(Source data)
★ ★ ★ ★ ★

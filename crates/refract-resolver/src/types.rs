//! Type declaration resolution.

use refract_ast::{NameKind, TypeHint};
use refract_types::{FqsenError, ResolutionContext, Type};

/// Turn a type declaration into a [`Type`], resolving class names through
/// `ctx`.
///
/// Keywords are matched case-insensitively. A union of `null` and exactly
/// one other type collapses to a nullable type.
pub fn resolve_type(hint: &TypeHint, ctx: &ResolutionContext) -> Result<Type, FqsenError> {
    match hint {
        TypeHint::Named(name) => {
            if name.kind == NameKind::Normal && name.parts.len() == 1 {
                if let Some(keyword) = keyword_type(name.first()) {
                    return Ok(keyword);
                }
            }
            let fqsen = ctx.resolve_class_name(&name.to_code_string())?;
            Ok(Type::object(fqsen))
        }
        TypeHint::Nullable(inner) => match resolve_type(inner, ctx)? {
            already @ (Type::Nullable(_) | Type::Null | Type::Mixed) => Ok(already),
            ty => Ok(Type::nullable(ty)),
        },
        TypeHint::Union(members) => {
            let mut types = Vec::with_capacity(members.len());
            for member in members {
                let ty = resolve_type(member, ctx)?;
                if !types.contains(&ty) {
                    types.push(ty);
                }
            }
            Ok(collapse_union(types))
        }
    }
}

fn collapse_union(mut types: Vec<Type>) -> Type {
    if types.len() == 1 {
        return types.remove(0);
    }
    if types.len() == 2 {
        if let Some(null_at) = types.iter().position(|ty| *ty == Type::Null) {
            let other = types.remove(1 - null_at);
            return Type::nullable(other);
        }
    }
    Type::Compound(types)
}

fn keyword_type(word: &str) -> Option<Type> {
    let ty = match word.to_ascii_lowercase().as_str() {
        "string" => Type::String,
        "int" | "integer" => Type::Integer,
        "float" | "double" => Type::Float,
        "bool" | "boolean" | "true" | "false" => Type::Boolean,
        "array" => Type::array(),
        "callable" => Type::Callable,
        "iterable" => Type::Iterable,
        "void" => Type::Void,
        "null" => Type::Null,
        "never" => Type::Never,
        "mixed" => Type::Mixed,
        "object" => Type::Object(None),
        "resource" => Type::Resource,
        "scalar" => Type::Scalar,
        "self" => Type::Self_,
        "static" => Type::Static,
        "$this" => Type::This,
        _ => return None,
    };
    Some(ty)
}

★ ★ ★ ★ ★

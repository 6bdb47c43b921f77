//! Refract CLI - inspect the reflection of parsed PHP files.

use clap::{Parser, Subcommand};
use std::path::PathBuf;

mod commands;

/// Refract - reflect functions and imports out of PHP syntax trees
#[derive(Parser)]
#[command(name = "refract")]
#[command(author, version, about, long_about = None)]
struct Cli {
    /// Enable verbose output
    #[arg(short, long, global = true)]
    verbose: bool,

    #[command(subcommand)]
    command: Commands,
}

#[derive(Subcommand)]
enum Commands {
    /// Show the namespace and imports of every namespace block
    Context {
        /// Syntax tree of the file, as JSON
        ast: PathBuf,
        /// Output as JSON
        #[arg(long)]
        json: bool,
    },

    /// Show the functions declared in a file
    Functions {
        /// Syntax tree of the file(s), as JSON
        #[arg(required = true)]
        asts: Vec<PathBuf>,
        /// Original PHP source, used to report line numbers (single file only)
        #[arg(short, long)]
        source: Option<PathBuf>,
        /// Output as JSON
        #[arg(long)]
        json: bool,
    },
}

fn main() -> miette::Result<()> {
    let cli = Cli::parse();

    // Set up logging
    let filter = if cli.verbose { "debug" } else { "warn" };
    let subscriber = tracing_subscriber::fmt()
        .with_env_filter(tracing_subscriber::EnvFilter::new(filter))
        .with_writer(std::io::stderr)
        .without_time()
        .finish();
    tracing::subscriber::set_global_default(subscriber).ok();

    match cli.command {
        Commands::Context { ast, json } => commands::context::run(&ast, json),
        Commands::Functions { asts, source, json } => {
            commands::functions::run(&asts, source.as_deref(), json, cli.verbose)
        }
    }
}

★ ★ ★ ★ ★

__ASSIGNMENT__
The string "ResolutionContext": state how many lines above contain it, giving nothing but the number.

__SOLUTION FOR THIS TASK__
2